- **DATA FOR THIS EXERCISE**:
-- -- --
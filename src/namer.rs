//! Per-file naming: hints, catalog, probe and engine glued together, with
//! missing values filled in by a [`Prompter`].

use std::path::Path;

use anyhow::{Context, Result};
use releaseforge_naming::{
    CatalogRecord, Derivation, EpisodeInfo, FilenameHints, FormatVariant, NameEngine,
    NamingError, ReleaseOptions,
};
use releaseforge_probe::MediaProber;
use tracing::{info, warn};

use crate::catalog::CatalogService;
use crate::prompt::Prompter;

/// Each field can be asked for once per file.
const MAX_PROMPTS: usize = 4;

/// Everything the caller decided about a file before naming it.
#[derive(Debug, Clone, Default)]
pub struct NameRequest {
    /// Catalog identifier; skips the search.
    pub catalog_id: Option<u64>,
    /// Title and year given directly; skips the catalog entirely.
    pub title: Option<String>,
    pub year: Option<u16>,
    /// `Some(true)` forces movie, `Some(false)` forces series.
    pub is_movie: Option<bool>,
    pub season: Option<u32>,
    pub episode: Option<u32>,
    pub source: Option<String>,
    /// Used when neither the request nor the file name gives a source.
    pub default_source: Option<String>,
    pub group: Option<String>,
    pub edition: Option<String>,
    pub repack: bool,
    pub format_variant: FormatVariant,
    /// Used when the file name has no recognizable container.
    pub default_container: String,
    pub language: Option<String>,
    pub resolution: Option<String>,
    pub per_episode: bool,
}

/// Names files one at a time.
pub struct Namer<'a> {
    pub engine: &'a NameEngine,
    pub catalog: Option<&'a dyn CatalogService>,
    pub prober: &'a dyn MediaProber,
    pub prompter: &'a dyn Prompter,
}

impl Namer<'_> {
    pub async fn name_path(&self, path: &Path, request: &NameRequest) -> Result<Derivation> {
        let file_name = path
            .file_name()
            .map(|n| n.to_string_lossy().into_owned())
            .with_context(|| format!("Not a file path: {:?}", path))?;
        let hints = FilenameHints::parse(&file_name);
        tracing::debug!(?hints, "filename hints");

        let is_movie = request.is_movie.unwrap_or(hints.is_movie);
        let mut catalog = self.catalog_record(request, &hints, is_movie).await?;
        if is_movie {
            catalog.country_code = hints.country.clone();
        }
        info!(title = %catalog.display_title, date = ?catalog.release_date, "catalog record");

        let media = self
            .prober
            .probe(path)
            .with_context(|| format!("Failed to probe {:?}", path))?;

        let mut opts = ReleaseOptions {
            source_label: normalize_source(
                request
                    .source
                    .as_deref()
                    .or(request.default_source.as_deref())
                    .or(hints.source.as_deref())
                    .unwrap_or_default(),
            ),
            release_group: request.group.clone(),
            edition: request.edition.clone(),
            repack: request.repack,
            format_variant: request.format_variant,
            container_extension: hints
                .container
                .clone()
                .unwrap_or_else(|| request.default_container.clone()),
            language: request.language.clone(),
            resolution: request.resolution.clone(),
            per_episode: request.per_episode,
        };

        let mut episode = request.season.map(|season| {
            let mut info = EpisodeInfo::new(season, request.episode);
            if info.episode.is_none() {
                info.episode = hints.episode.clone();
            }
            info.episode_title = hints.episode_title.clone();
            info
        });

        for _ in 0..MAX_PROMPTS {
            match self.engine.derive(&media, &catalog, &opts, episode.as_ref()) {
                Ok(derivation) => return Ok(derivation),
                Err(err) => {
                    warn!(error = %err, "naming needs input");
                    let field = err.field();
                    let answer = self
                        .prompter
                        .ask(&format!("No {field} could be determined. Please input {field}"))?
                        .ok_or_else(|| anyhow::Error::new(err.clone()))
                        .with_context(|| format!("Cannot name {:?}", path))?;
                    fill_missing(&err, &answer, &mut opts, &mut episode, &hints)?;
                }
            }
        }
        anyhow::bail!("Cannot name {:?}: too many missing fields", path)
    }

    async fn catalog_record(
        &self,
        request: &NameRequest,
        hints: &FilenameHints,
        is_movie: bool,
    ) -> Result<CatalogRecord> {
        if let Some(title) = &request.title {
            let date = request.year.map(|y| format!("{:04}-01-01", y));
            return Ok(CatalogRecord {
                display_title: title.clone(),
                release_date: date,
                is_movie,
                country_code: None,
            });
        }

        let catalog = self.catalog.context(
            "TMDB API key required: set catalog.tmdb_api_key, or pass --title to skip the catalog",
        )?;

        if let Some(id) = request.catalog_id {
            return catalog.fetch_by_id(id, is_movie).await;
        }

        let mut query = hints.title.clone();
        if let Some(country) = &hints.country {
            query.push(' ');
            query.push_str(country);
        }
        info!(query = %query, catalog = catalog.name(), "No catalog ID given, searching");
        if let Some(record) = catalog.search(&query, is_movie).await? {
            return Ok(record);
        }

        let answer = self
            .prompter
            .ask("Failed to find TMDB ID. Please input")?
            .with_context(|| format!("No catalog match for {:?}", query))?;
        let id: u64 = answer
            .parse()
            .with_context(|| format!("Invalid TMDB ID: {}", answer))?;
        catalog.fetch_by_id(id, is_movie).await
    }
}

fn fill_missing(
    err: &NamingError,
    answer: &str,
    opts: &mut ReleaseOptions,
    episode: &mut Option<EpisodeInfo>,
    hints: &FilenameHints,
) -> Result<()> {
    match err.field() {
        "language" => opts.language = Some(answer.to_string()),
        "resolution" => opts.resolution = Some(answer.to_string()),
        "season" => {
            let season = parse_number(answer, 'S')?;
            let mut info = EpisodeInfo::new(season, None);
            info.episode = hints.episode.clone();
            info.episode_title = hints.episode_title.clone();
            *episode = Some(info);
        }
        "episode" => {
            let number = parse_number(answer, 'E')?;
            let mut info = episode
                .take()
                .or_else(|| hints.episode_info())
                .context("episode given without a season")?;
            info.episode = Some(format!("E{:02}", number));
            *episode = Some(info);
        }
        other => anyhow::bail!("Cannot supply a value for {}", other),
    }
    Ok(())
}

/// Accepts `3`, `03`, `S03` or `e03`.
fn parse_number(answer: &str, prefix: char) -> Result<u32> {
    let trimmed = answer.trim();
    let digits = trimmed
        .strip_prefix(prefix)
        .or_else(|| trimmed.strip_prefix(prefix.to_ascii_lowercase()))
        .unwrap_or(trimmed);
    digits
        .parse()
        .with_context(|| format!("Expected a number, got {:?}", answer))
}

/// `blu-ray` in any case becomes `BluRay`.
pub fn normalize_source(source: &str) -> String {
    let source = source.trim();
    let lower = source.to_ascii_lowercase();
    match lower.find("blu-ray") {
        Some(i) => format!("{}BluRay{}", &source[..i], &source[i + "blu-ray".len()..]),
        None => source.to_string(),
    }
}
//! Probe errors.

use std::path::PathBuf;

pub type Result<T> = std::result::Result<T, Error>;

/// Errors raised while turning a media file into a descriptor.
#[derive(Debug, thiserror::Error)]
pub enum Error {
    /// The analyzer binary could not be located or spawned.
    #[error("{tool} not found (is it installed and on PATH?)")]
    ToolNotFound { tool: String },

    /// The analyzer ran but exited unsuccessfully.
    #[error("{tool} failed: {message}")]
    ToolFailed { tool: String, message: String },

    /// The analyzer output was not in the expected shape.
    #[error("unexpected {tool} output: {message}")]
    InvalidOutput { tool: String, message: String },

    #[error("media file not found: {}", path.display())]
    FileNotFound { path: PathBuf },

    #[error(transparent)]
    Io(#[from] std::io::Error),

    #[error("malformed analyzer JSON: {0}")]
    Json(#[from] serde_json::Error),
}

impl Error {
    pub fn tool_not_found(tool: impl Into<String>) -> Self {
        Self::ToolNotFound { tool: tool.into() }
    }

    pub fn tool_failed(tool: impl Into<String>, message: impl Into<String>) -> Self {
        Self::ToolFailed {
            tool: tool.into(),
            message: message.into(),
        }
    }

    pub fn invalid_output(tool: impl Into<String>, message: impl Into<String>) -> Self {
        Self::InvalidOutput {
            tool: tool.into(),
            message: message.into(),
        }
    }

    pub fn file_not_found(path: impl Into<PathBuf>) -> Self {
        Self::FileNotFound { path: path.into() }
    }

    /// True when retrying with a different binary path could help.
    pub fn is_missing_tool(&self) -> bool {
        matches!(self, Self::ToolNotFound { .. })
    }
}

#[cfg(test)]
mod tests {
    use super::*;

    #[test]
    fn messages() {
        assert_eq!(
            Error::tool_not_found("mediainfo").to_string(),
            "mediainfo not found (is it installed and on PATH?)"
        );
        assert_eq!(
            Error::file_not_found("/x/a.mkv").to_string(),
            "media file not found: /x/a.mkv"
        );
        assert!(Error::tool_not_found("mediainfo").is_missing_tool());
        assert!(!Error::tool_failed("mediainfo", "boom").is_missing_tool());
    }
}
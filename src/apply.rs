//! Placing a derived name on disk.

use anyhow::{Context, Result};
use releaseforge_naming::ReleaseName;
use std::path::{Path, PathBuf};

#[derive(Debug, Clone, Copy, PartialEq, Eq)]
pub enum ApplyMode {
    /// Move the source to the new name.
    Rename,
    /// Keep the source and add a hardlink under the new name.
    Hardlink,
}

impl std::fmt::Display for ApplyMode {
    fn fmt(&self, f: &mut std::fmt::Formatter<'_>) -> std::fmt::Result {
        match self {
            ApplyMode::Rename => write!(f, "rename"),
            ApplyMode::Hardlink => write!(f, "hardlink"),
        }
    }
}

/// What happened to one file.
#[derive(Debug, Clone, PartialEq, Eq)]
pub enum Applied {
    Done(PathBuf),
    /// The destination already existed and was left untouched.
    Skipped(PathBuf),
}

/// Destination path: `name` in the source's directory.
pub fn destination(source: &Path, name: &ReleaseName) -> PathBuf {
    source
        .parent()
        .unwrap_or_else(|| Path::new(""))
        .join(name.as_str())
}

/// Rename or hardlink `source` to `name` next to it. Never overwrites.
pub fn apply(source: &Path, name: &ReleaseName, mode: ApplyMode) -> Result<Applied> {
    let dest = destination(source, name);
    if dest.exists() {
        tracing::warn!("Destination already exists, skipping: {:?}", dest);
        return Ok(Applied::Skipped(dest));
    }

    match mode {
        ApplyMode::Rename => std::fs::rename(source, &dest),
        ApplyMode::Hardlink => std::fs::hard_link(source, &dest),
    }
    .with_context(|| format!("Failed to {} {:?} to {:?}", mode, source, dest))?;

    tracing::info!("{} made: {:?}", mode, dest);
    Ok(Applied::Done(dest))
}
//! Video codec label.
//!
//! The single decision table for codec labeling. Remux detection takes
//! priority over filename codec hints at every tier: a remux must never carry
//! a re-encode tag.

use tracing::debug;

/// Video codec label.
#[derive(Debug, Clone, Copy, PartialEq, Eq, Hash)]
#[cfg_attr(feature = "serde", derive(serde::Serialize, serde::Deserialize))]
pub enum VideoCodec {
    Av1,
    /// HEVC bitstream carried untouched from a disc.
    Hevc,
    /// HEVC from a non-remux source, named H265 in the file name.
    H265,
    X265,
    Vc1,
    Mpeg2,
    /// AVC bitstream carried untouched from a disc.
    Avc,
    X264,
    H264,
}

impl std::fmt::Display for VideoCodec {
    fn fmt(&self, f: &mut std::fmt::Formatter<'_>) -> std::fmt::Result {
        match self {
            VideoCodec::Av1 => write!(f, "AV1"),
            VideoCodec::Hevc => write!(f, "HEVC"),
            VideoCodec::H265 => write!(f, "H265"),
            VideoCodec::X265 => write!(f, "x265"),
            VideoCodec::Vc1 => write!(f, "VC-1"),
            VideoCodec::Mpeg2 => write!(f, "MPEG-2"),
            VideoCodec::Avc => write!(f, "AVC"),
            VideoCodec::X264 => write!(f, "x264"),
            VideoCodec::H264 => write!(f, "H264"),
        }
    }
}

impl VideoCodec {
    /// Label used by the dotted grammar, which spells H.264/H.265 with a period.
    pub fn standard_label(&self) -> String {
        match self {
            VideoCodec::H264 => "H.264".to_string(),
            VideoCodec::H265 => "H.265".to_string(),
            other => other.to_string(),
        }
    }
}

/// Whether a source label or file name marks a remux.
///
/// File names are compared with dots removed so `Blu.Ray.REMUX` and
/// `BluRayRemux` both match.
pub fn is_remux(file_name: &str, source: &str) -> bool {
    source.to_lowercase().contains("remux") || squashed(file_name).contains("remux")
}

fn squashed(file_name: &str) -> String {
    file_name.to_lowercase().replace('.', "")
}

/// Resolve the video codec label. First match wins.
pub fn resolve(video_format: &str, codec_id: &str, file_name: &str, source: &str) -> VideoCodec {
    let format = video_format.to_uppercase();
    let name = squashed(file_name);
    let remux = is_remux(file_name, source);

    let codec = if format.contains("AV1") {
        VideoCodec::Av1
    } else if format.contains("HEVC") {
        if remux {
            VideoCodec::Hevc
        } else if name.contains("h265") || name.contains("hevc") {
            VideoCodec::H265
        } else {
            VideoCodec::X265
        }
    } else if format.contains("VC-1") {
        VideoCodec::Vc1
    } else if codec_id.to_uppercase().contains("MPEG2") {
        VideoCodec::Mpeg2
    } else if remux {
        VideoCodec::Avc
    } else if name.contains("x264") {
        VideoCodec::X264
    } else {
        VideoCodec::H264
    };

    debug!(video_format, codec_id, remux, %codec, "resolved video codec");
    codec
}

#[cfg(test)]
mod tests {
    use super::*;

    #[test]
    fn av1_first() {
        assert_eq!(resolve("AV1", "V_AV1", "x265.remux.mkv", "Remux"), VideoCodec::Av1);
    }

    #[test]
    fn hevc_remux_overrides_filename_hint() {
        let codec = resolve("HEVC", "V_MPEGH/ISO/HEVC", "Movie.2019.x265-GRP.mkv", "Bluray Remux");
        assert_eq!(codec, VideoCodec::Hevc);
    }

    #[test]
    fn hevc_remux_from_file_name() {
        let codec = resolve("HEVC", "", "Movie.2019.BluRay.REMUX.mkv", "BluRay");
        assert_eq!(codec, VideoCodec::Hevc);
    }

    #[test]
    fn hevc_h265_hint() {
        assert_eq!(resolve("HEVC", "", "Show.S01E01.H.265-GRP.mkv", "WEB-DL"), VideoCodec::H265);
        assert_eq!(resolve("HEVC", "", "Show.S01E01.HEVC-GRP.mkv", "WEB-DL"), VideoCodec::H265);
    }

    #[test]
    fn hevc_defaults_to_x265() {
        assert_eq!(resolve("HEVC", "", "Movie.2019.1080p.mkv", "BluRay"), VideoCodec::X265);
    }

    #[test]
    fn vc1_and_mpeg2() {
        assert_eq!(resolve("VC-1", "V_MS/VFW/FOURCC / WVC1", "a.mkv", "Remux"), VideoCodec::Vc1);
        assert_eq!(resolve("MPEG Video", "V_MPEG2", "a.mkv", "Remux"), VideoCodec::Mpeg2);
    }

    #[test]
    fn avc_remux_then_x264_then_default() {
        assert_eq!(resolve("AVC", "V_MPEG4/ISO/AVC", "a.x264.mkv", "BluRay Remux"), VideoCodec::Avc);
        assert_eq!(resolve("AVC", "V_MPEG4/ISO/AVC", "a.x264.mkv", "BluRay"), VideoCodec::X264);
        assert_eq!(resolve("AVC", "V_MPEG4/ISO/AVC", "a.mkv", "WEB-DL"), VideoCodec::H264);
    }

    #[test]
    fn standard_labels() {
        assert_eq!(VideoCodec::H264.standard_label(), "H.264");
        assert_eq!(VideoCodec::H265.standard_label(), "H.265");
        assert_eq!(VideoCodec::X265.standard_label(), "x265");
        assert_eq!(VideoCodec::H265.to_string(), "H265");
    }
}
-- -- --
- **YOUR TASK**: Taking the line with "fn squashed(file_name: &str)" as the first and the line with "let name = squashed(file_name);" as the last, retype that stretch of the data above exactly, with no other lines.

- **REPLY TO THE TASK**:
fn squashed(file_name: &str) -> String {
    file_name.to_lowercase().replace('.', "")
}

/// Resolve the video codec label. First match wins.
pub fn resolve(video_format: &str, codec_id: &str, file_name: &str, source: &str) -> VideoCodec {
    let format = video_format.to_uppercase();
    let name = squashed(file_name);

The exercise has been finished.